§ Exercise requirements: Set down exactly the lines of the records from the top to the line containing "if i < widths.len()"; include both.
*** Records for this task Section Begins ***
use serde::Serialize;

pub fn print_json<T: Serialize>(value: &T) -> anyhow::Result<()> {
    let json = serde_json::to_string_pretty(value)?;
    println!("{}", json);
    Ok(())
}

/// Print the prompt verbatim, ending it with a newline if it lacks one.
pub fn print_prompt(prompt: &str) {
    if prompt.ends_with('\n') || prompt.is_empty() {
        print!("{prompt}");
    } else {
        println!("{prompt}");
    }
}

/// Print rows under a dashed header, columns padded to their widest cell.
pub fn print_table(headers: &[&str], rows: Vec<Vec<String>>) {
    let mut widths: Vec<usize> = headers.iter().map(|h| h.chars().count()).collect();
    for row in &rows {
        for (i, cell) in row.iter().enumerate() {
            if i < widths.len() {
                widths[i] = widths[i].max(cell.chars().count());
            }
        }
    }

    let header_row: Vec<String> = headers
        .iter()
        .enumerate()
        .map(|(i, h)| format!("{:width$}", h, width = widths[i]))
        .collect();
    println!("{}", header_row.join("  ").trim_end());

    let sep: Vec<String> = widths.iter().map(|&w| "-".repeat(w)).collect();
    println!("{}", sep.join("  "));

    for row in &rows {
        let cells: Vec<String> = row
            .iter()
            .enumerate()
            .map(|(i, cell)| {
                let w = widths.get(i).copied().unwrap_or(0);
                format!("{:width$}", cell, width = w)
            })
            .collect();
        println!("{}", cells.join("  ").trim_end());
    }
}
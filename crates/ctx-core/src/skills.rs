use crate::document::Document;
use crate::error::{CtxError, Result};
use crate::frontmatter::FrontMatter;
use regex::Regex;
use serde::Serialize;
use std::fmt::Write as _;
use std::path::PathBuf;
use std::sync::OnceLock;

pub const SKILL_FILE: &str = "SKILL.md";

const MAX_NAME: usize = 64;
const MAX_DESCRIPTION: usize = 1024;
const MAX_COMPATIBILITY: usize = 500;

#[derive(Debug, Clone, PartialEq, Serialize)]
pub struct Skill {
    pub name: String,
    pub description: String,
    #[serde(skip_serializing_if = "Option::is_none")]
    pub compatibility: Option<String>,
    /// Path of the skill's `SKILL.md`.
    pub path: PathBuf,
    pub frontmatter: FrontMatter,
}

// ---------------------------------------------------------------------------
// Validation
// ---------------------------------------------------------------------------

static NAME_RE: OnceLock<Regex> = OnceLock::new();

fn name_re() -> &'static Regex {
    NAME_RE.get_or_init(|| Regex::new(r"^[a-z0-9]+(-[a-z0-9]+)*$").unwrap())
}

impl Skill {
    /// Validate a parsed `SKILL.md`. The `name` must equal its directory name.
    pub fn from_document(doc: Document) -> Result<Self> {
        let invalid = |reason: String| CtxError::InvalidSkill {
            path: doc.path.clone(),
            reason,
        };

        let name = doc.frontmatter.get_str("name").unwrap_or_default().trim();
        if name.is_empty() || name.len() > MAX_NAME || !name_re().is_match(name) {
            return Err(invalid(format!(
                "name '{name}' must be 1-{MAX_NAME} lowercase letters, digits or single hyphens"
            )));
        }
        let dir_name = doc
            .path
            .parent()
            .and_then(|p| p.file_name())
            .and_then(|n| n.to_str())
            .unwrap_or_default();
        if name != dir_name {
            return Err(invalid(format!(
                "name '{name}' does not match directory '{dir_name}'"
            )));
        }

        let description = doc.frontmatter.get_str("description").unwrap_or_default().trim();
        if description.is_empty() || description.chars().count() > MAX_DESCRIPTION {
            return Err(invalid(format!(
                "description must be 1-{MAX_DESCRIPTION} characters"
            )));
        }

        let compatibility = doc
            .frontmatter
            .get_str("compatibility")
            .map(str::trim)
            .filter(|c| !c.is_empty());
        if compatibility.is_some_and(|c| c.chars().count() > MAX_COMPATIBILITY) {
            return Err(invalid(format!(
                "compatibility must be at most {MAX_COMPATIBILITY} characters"
            )));
        }

        Ok(Self {
            name: name.to_string(),
            description: description.to_string(),
            compatibility: compatibility.map(str::to_string),
            path: doc.path.clone(),
            frontmatter: doc.frontmatter.clone(),
        })
    }
}

// ---------------------------------------------------------------------------
// Prompt rendering
// ---------------------------------------------------------------------------

/// The `<available_skills>` block listed in the prompt. Empty for no skills.
pub fn render_skills(skills: &[Skill]) -> String {
    if skills.is_empty() {
        return String::new();
    }
    let mut out = String::from("<available_skills>\n");
    for skill in skills {
        out.push_str("  <skill>\n");
        let _ = writeln!(out, "    <name>{}</name>", escape_xml(&skill.name));
        let _ = writeln!(
            out,
            "    <description>{}</description>",
            escape_xml(&skill.description)
        );
        let _ = writeln!(
            out,
            "    <location>{}</location>",
            escape_xml(&skill.path.display().to_string())
        );
        out.push_str("  </skill>\n");
    }
    out.push_str("</available_skills>");
    out
}

fn escape_xml(text: &str) -> String {
    let mut out = String::with_capacity(text.len());
    for c in text.chars() {
        match c {
            '&' => out.push_str("&amp;"),
            '<' => out.push_str("&lt;"),
            '>' => out.push_str("&gt;"),
            '"' => out.push_str("&quot;"),
            '\'' => out.push_str("&apos;"),
            c => out.push(c),
        }
    }
    out
}

#[cfg(test)]
mod tests {
    use super::*;
    use std::path::Path;

    fn skill_doc(dir: &str, frontmatter: &str) -> Document {
        let path = Path::new("/skills").join(dir).join(SKILL_FILE);
        Document::parse(&path, &format!("---\n{frontmatter}---\nBody\n")).unwrap()
    }

    #[test]
    fn valid_skill() {
        let doc = skill_doc(
            "pdf-tools",
            "name: pdf-tools\ndescription: Work with PDFs\ncompatibility: needs poppler\n",
        );
        let skill = Skill::from_document(doc).unwrap();
        assert_eq!(skill.name, "pdf-tools");
        assert_eq!(skill.description, "Work with PDFs");
        assert_eq!(skill.compatibility.as_deref(), Some("needs poppler"));
    }

    #[test]
    fn invalid_names() {
        let too_long = "a".repeat(65);
        for name in ["", "Upper", "-lead", "trail-", "dou--ble", "under_score", too_long.as_str()] {
            let doc = skill_doc(name, &format!("name: \"{name}\"\ndescription: d\n"));
            assert!(Skill::from_document(doc).is_err(), "expected invalid: {name:?}");
        }
    }

    #[test]
    fn name_must_match_directory() {
        let doc = skill_doc("other", "name: pdf\ndescription: d\n");
        let err = Skill::from_document(doc).unwrap_err();
        assert!(err.to_string().contains("does not match"), "{err}");
    }

    #[test]
    fn description_limits() {
        let doc = skill_doc("a", "name: a\n");
        assert!(Skill::from_document(doc).is_err());
        let long = "x".repeat(1025);
        let doc = skill_doc("a", &format!("name: a\ndescription: {long}\n"));
        assert!(Skill::from_document(doc).is_err());
        let max = "x".repeat(1024);
        let doc = skill_doc("a", &format!("name: a\ndescription: {max}\n"));
        assert!(Skill::from_document(doc).is_ok());
    }

    #[test]
    fn compatibility_limit() {
        let long = "c".repeat(501);
        let doc = skill_doc("a", &format!("name: a\ndescription: d\ncompatibility: {long}\n"));
        assert!(Skill::from_document(doc).is_err());
    }

    #[test]
    fn render_escapes_markup() {
        let doc = skill_doc("a", "name: a\ndescription: \"Use <b> & 'quotes'\"\n");
        let skill = Skill::from_document(doc).unwrap();
        let xml = render_skills(&[skill]);
        assert!(xml.starts_with("<available_skills>\n  <skill>\n    <name>a</name>\n"));
        assert!(xml.contains("<description>Use &lt;b&gt; &amp; &apos;quotes&apos;</description>"));
        assert!(xml.contains("<location>/skills/a/SKILL.md</location>"));
        assert!(xml.ends_with("</available_skills>"));
    }

    #[test]
    fn render_nothing_for_no_skills() {
        assert_eq!(render_skills(&[]), "");
    }
}
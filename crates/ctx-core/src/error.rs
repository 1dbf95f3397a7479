use crate::task::ParseError;
use std::path::PathBuf;
use thiserror::Error;

#[derive(Debug, Error)]
pub enum CtxError {
    #[error("unknown agent '{name}': expected one of {expected}")]
    UnknownAgent { name: String, expected: String },

    #[error("task not found: {0}")]
    TaskNotFound(String),

    #[error("command not found: /{0}")]
    CommandNotFound(String),

    #[error("duplicate {kind} '{name}': {} and {}", first.display(), second.display())]
    Duplicate {
        kind: &'static str,
        name: String,
        first: PathBuf,
        second: PathBuf,
    },

    #[error("invalid task {}: {error}", path.display())]
    TaskParse { path: PathBuf, error: ParseError },

    #[error("bootstrap for {} failed: {output}", path.display())]
    BootstrapFailed { path: PathBuf, output: String },

    #[error("invalid frontmatter in {}: {message}", path.display())]
    Frontmatter { path: PathBuf, message: String },

    #[error("invalid skill {}: {reason}", path.display())]
    InvalidSkill { path: PathBuf, reason: String },

    #[error("invalid selector '{0}': expected key=value")]
    InvalidSelector(String),

    #[error("invalid parameter '{0}': expected key=value")]
    InvalidParam(String),

    #[error("failed to fetch {url}: {message}")]
    Fetch { url: String, message: String },

    #[error("failed to read {}", path.display())]
    Read {
        path: PathBuf,
        #[source]
        source: std::io::Error,
    },

    #[error(transparent)]
    Io(#[from] std::io::Error),

    #[error(transparent)]
    Yaml(#[from] serde_yaml::Error),

    #[error(transparent)]
    Walk(#[from] walkdir::Error),

    #[error(transparent)]
    Http(#[from] reqwest::Error),
}

pub type Result<T> = std::result::Result<T, CtxError>;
*** Records for this task Section Ends ***
§ Written solution:
use serde::Serialize;

pub fn print_json<T: Serialize>(value: &T) -> anyhow::Result<()> {
    let json = serde_json::to_string_pretty(value)?;
    println!("{}", json);
    Ok(())
}

/// Print the prompt verbatim, ending it with a newline if it lacks one.
pub fn print_prompt(prompt: &str) {
    if prompt.ends_with('\n') || prompt.is_empty() {
        print!("{prompt}");
    } else {
        println!("{prompt}");
    }
}

/// Print rows under a dashed header, columns padded to their widest cell.
pub fn print_table(headers: &[&str], rows: Vec<Vec<String>>) {
    let mut widths: Vec<usize> = headers.iter().map(|h| h.chars().count()).collect();
    for row in &rows {
        for (i, cell) in row.iter().enumerate() {
            if i < widths.len() {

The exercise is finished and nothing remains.